Where this breaks in practice:

Mbed TLS is a library, so internet exposure depends entirely on the parent application
Many products use TLS/X.509 paths, not raw multipart CCM
Vendor advisory states one-shot CCM APIs and PSA/cipher wrappers are not affected

Detection/coverage: SBOM/SCA scanners can flag vulnerable versions, but they cannot tell you whether multipart CCM is actually reachable.

STEP 02

Reach the raw multipart API path

The vulnerable primitive is mbedtls_ccm_finish(), which is only exploitable when the application allows attacker-influenced flow into the multipart CCM sequence. In practice that means a custom protocol handler, embedded product, or application wrapper that accepts or derives a malicious tag_len from untrusted input.

Conditions required:

Application directly uses the public multipart CCM API
Attacker can influence or set tag_len
Application does not validate tag_len before calling the library

Where this breaks in practice:

Most sane wrappers hardcode or negotiate tag length once, instead of letting users pick it arbitrarily
Modern secure coding review or fuzzing often catches attacker-controlled length fields near crypto code
The vulnerable function is not a typical externally exposed API surface

Detection/coverage: Static analysis and code review can find direct calls to mbedtls_ccm_finish() and mismatched mbedtls_ccm_set_lengths() usage; network scanners generally cannot.

STEP 03

Trigger oversized copy

With a tag_len above 16, the vulnerable code executes memcpy(tag, ctx->y, tag_len).
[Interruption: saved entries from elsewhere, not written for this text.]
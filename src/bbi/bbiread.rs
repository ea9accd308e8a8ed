//! The generic container read engine shared by `BigBedRead` and
//! `BigWigRead`: header parsing, endianness auto-detection, the chromosome
//! B+-tree, the R+-tree overlap query, and block decompression. Tree
//! traversal is delegated to [`crate::bplustree`]/[`crate::rtree`] rather
//! than inlined here.

use std::io::{self, Read, Seek, SeekFrom};

use byteordered::Endianness;
use bytes::{Buf, BytesMut};
use thiserror::Error;

use crate::bbi::{BBIFile, ZoomHeader, BIGBED_MAGIC, BIGWIG_MAGIC, CIR_TREE_MAGIC};
use crate::bed::BedValueError;
use crate::bplustree::{self, BPlusTreeError};
use crate::byteio::Compression;
use crate::interval::GenomicBox;
use crate::rtree::{self, RTreeError};
use crate::summary::{Summary, ZoomRecord};
use crate::utils::reopen::SeekableRead;

#[derive(Copy, Clone, Debug)]
pub(crate) struct Block {
    pub offset: u64,
    pub size: u64,
}

impl From<rtree::read::RTreeBlock> for Block {
    fn from(b: rtree::read::RTreeBlock) -> Self {
        Block {
            offset: b.offset,
            size: b.size,
        }
    }
}

/// Header info for a bbi file.
///
/// Internal file-offset fields are not public; reading data is available
/// through the higher-level functions on [`BBIRead`].
#[derive(Copy, Clone, Debug)]
pub struct BBIHeader {
    pub endianness: Endianness,
    pub version: u16,
    pub field_count: u16,
    pub defined_field_count: u16,

    pub(crate) zoom_levels: u16,
    pub(crate) chromosome_tree_offset: u64,
    pub(crate) full_data_offset: u64,
    pub(crate) full_index_offset: u64,
    pub(crate) auto_sql_offset: u64,
    pub(crate) total_summary_offset: u64,
    pub(crate) uncompress_buf_size: u32,
}

impl BBIHeader {
    pub(crate) fn compression(&self) -> Compression {
        Compression::for_version(self.version, self.uncompress_buf_size)
    }
}

/// Information on a chromosome in a bbi file.
#[derive(Clone, Debug)]
pub struct ChromInfo {
    pub name: String,
    pub length: u32,
    pub(crate) id: u32,
}

impl PartialEq for ChromInfo {
    fn eq(&self, other: &ChromInfo) -> bool {
        self.name == other.name
    }
}

/// Info on a bbi file.
#[derive(Clone, Debug)]
pub struct BBIFileInfo {
    /// The type of the bbi file - either a bigBed or a bigWig.
    pub filetype: BBIFile,
    pub header: BBIHeader,
    pub zoom_headers: Vec<ZoomHeader>,
    pub chrom_info: Vec<ChromInfo>,
}

impl BBIFileInfo {
    pub(crate) fn chrom_id(&self, chrom_name: &str) -> Result<u32, ChromIdNotFound> {
        self.chrom_info
            .iter()
            .find(|c| c.name == chrom_name)
            .map(|c| c.id)
            .ok_or_else(|| ChromIdNotFound(chrom_name.to_string()))
    }
}

#[derive(Error, Debug)]
#[error("chromosome {0:?} is not present in this file's chromosome index")]
pub struct ChromIdNotFound(pub String);

#[derive(Error, Debug)]
pub enum BBIFileReadInfoError {
    #[error("the first four bytes did not match a bigWig or bigBed magic number")]
    UnknownMagic,
    #[error("b+-tree error: {0}")]
    BPlusTree(#[from] BPlusTreeError),
    #[error("i/o error: {0}")]
    Io(#[from] io::Error),
}

#[derive(Error, Debug)]
pub enum CirTreeSearchError {
    #[error(transparent)]
    ChromIdNotFound(#[from] ChromIdNotFound),
    #[error("r+-tree error: {0}")]
    RTree(#[from] RTreeError),
    #[error("i/o error: {0}")]
    Io(#[from] io::Error),
}

#[derive(Error, Debug)]
pub enum BBIReadError {
    #[error(transparent)]
    CirTreeSearch(#[from] CirTreeSearchError),
    #[error(transparent)]
    BedValueError(#[from] BedValueError),
    #[error("invalid file: {0}")]
    InvalidFile(String),
    #[error("i/o error: {0}")]
    Io(#[from] io::Error),
}

#[derive(Error, Debug)]
pub enum ZoomIntervalError {
    #[error(transparent)]
    CirTreeSearch(#[from] CirTreeSearchError),
    #[error("i/o error: {0}")]
    Io(#[from] io::Error),
    #[error("requested reduction level does not exist in this file's zoom table")]
    ReductionLevelNotFound,
}

fn detect_bbi_magic<R: Read>(read: &mut R) -> Result<(BBIFile, Endianness), BBIFileReadInfoError> {
    let mut buf = [0u8; 4];
    read.read_exact(&mut buf)?;
    let le = u32::from_le_bytes(buf);
    let be = u32::from_be_bytes(buf);
    if le == BIGWIG_MAGIC.0 {
        Ok((BBIFile::BigWig, Endianness::Little))
    } else if be == BIGWIG_MAGIC.0 {
        Ok((BBIFile::BigWig, Endianness::Big))
    } else if le == BIGBED_MAGIC.0 {
        Ok((BBIFile::BigBed, Endianness::Little))
    } else if be == BIGBED_MAGIC.0 {
        Ok((BBIFile::BigBed, Endianness::Big))
    } else {
        Err(BBIFileReadInfoError::UnknownMagic)
    }
}

fn get_u32(e: Endianness, b: &mut BytesMut) -> u32 {
    match e {
        Endianness::Little => b.get_u32_le(),
        Endianness::Big => b.get_u32(),
    }
}

fn get_u64(e: Endianness, b: &mut BytesMut) -> u64 {
    match e {
        Endianness::Little => b.get_u64_le(),
        Endianness::Big => b.get_u64(),
    }
}

fn get_u16(e: Endianness, b: &mut BytesMut) -> u16 {
    match e {
        Endianness::Little => b.get_u16_le(),
        Endianness::Big => b.get_u16(),
    }
}

/// Parses the fixed 64-byte header and the zoom-level table and chromosome
/// dictionary it points at, auto-detecting endianness from the magic bytes.
pub(crate) fn read_info<R: SeekableRead>(read: &mut R) -> Result<BBIFileInfo, BBIFileReadInfoError> {
    read.seek(SeekFrom::Start(0))?;
    let (filetype, endianness) = detect_bbi_magic(read)?;

    let mut rest = [0u8; 60];
    read.read_exact(&mut rest)?;
    let mut b = BytesMut::from(&rest[..]);

    let version = get_u16(endianness, &mut b);
    let zoom_levels = get_u16(endianness, &mut b);
    let chromosome_tree_offset = get_u64(endianness, &mut b);
    let full_data_offset = get_u64(endianness, &mut b);
    let full_index_offset = get_u64(endianness, &mut b);
    let field_count = get_u16(endianness, &mut b);
    let defined_field_count = get_u16(endianness, &mut b);
    let auto_sql_offset = get_u64(endianness, &mut b);
    let total_summary_offset = get_u64(endianness, &mut b);
    let uncompress_buf_size = get_u32(endianness, &mut b);
    let _reserved = get_u64(endianness, &mut b);

    let header = BBIHeader {
        endianness,
        version,
        field_count,
        defined_field_count,
        zoom_levels,
        chromosome_tree_offset,
        full_data_offset,
        full_index_offset,
        auto_sql_offset,
        total_summary_offset,
        uncompress_buf_size,
    };

    let zoom_headers = read_zoom_headers(read, &header)?;
    let chrom_info = read_chrom_tree_block(read, &header)?;

    Ok(BBIFileInfo {
        filetype,
        header,
        zoom_headers,
        chrom_info,
    })
}

fn read_zoom_headers<R: Read + Seek>(
    read: &mut R,
    header: &BBIHeader,
) -> Result<Vec<ZoomHeader>, BBIFileReadInfoError> {
    read.seek(SeekFrom::Start(64))?;
    let mut out = Vec::with_capacity(header.zoom_levels as usize);
    let mut buf = vec![0u8; 24 * header.zoom_levels as usize];
    read.read_exact(&mut buf)?;
    let mut b = BytesMut::from(&buf[..]);
    for _ in 0..header.zoom_levels {
        let reduction_level = get_u32(header.endianness, &mut b);
        let _reserved = get_u32(header.endianness, &mut b);
        let data_offset = get_u64(header.endianness, &mut b);
        let index_offset = get_u64(header.endianness, &mut b);
        out.push(ZoomHeader {
            reduction_level,
            data_offset,
            index_offset,
        });
    }
    Ok(out)
}

fn read_chrom_tree_block<R: Read + Seek>(
    read: &mut R,
    header: &BBIHeader,
) -> Result<Vec<ChromInfo>, BBIFileReadInfoError> {
    let items = bplustree::read_all(read, header.chromosome_tree_offset)?;
    Ok(items
        .into_iter()
        .map(|item| ChromInfo {
            name: item.name,
            length: item.size,
            id: item.id,
        })
        .collect())
}

/// Operations every bbi reader exposes regardless of record type.
pub trait BBIRead {
    type Read: SeekableRead;

    fn get_info(&self) -> &BBIFileInfo;
    fn reader(&mut self) -> &mut Self::Read;
    fn get_chroms(&self) -> Vec<ChromInfo>;
}

/// Internal helpers layered on [`BBIRead`]: tree descent and block
/// decompression common to both record types.
pub(crate) trait BBIReadInternal: BBIRead {
    fn chrom_id(&self, chrom_name: &str) -> Result<u32, ChromIdNotFound> {
        self.get_info().chrom_id(chrom_name)
    }

    fn search_cir_tree(
        &mut self,
        index_offset: u64,
        chrom_name: &str,
        start: u32,
        end: u32,
    ) -> Result<Vec<Block>, CirTreeSearchError> {
        let chrom_ix = self.chrom_id(chrom_name)?;
        let query = GenomicBox {
            start_chrom_ix: chrom_ix,
            start_base: start,
            end_chrom_ix: chrom_ix,
            end_base: end,
        };
        let blocks =
            rtree::search_overlapping_blocks(self.reader(), index_offset, &query)?;
        Ok(blocks.into_iter().map(Block::from).collect())
    }

    fn search_overlapping_blocks(
        &mut self,
        chrom_name: &str,
        start: u32,
        end: u32,
    ) -> Result<Vec<Block>, CirTreeSearchError> {
        let full_index_offset = self.get_info().header.full_index_offset;
        self.search_cir_tree(full_index_offset, chrom_name, start, end)
    }

    fn get_block_data(&mut self, block: &Block) -> io::Result<Vec<u8>> {
        let header = self.get_info().header;
        let reader = self.reader();
        reader.seek(SeekFrom::Start(block.offset))?;
        let mut raw = vec![0u8; block.size as usize];
        reader.read_exact(&mut raw)?;
        header
            .compression()
            .decompress(&raw, header.uncompress_buf_size as usize)
    }

    fn get_zoom_block_values(
        &mut self,
        block: &Block,
        chrom_ix: u32,
        start: u32,
        end: u32,
    ) -> Result<Vec<ZoomRecord>, ZoomIntervalError> {
        let data = self.get_block_data(block)?;
        let endianness = self.get_info().header.endianness;
        let mut out = Vec::new();
        for chunk in data.chunks_exact(ZoomRecord::ENCODED_SIZE) {
            let mut b = BytesMut::from(chunk);
            let rec_chrom = get_u32(endianness, &mut b);
            let rec_start = get_u32(endianness, &mut b);
            let rec_end = get_u32(endianness, &mut b);
            let valid_count = get_u32(endianness, &mut b);
            let min_val = b.get_f32_ne_endian(endianness) as f64;
            let max_val = b.get_f32_ne_endian(endianness) as f64;
            let sum = b.get_f32_ne_endian(endianness) as f64;
            let sum_squares = b.get_f32_ne_endian(endianness) as f64;
            if rec_chrom == chrom_ix && rec_start < end && rec_end > start {
                out.push(ZoomRecord {
                    chrom: rec_chrom,
                    start: rec_start,
                    end: rec_end,
                    summary: Summary {
                        total_items: valid_count as u64,
                        bases_covered: valid_count as u64,
                        min_val,
                        max_val,
                        sum,
                        sum_squares,
                    },
                });
            }
        }
        Ok(out)
    }
}

impl<T: BBIRead> BBIReadInternal for T {}

trait GetF32NeEndian {
    fn get_f32_ne_endian(&mut self, e: Endianness) -> f32;
}

impl GetF32NeEndian for BytesMut {
    fn get_f32_ne_endian(&mut self, e: Endianness) -> f32 {
        match e {
            Endianness::Little => self.get_f32_le(),
            Endianness::Big => self.get_f32(),
        }
    }
}

/// Iterates zoom records across every block overlapping a query at a single
/// zoom level, re-filtering per record since a block's bounding box can span
/// more than the query interval.
pub struct ZoomIntervalIter<'a, R: SeekableRead, B: BBIRead<Read = R> + 'a> {
    read: &'a mut B,
    blocks: std::vec::IntoIter<Block>,
    current: std::vec::IntoIter<ZoomRecord>,
    chrom_ix: u32,
    start: u32,
    end: u32,
}

impl<'a, R: SeekableRead, B: BBIRead<Read = R> + 'a> ZoomIntervalIter<'a, R, B> {
    pub(crate) fn new(
        read: &'a mut B,
        blocks: Vec<Block>,
        chrom_ix: u32,
        start: u32,
        end: u32,
    ) -> Self {
        ZoomIntervalIter {
            read,
            blocks: blocks.into_iter(),
            current: Vec::new().into_iter(),
            chrom_ix,
            start,
            end,
        }
    }
}

impl<'a, R: SeekableRead, B: BBIRead<Read = R> + 'a> Iterator for ZoomIntervalIter<'a, R, B> {
    type Item = Result<ZoomRecord, ZoomIntervalError>;

    fn next(&mut self) -> Option<Self::Item> {
        loop {
            if let Some(rec) = self.current.next() {
                return Some(Ok(rec));
            }
            let block = self.blocks.next()?;
            match self
                .read
                .get_zoom_block_values(&block, self.chrom_ix, self.start, self.end)
            {
                Ok(records) => self.current = records.into_iter(),
                Err(e) => return Some(Err(e)),
            }
        }
    }
}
That reads past ctx->y and discloses up to tag_len - 16 bytes of adjacent CCM context, including nonce/counter data, length fields, mode parameters, and potentially key-dependent block cipher state.

Conditions required:

tag_len exceeds 16
The call path reaches mbedtls_ccm_finish()
The application returns or otherwise exposes the resulting tag buffer

Where this breaks in practice:

Leak size is bounded and tied to adjacent structure layout
This is read-only disclosure, not memory corruption for write or control flow
If the application discards or masks the returned tag, exfiltration value drops sharply

Detection/coverage: Targeted unit tests, ASan/UBSan builds, and fuzzing around CCM tag handling should catch it; generic vuln scanners will mostly miss runtime exploitability.

STEP 04

Convert leaked bytes into useful data

The final impact depends on what sits next to ctx->y in the compiled structure and whether the attacker can repeat the read. In the best attacker case, repeated requests expose cryptographic context that helps session analysis or secret recovery; in many real deployments, it leaks only low-value state and stops there.

Conditions required:

Leaked bytes are returned to attacker-visible output
Adjacent memory contains sensitive context
Attacker can repeat the operation reliably

Where this breaks in practice:

No direct code execution or memory modification primitive
Per-adaptation blast radius is usually limited to the process or session using that CCM context
Exploit utility varies heavily by compiler, layout, and application behavior

Detection/coverage: Application-layer anomaly detection may see malformed CCM requests or repeated invalid tag lengths; there is no dependable internet-facing signature for the CVE itself.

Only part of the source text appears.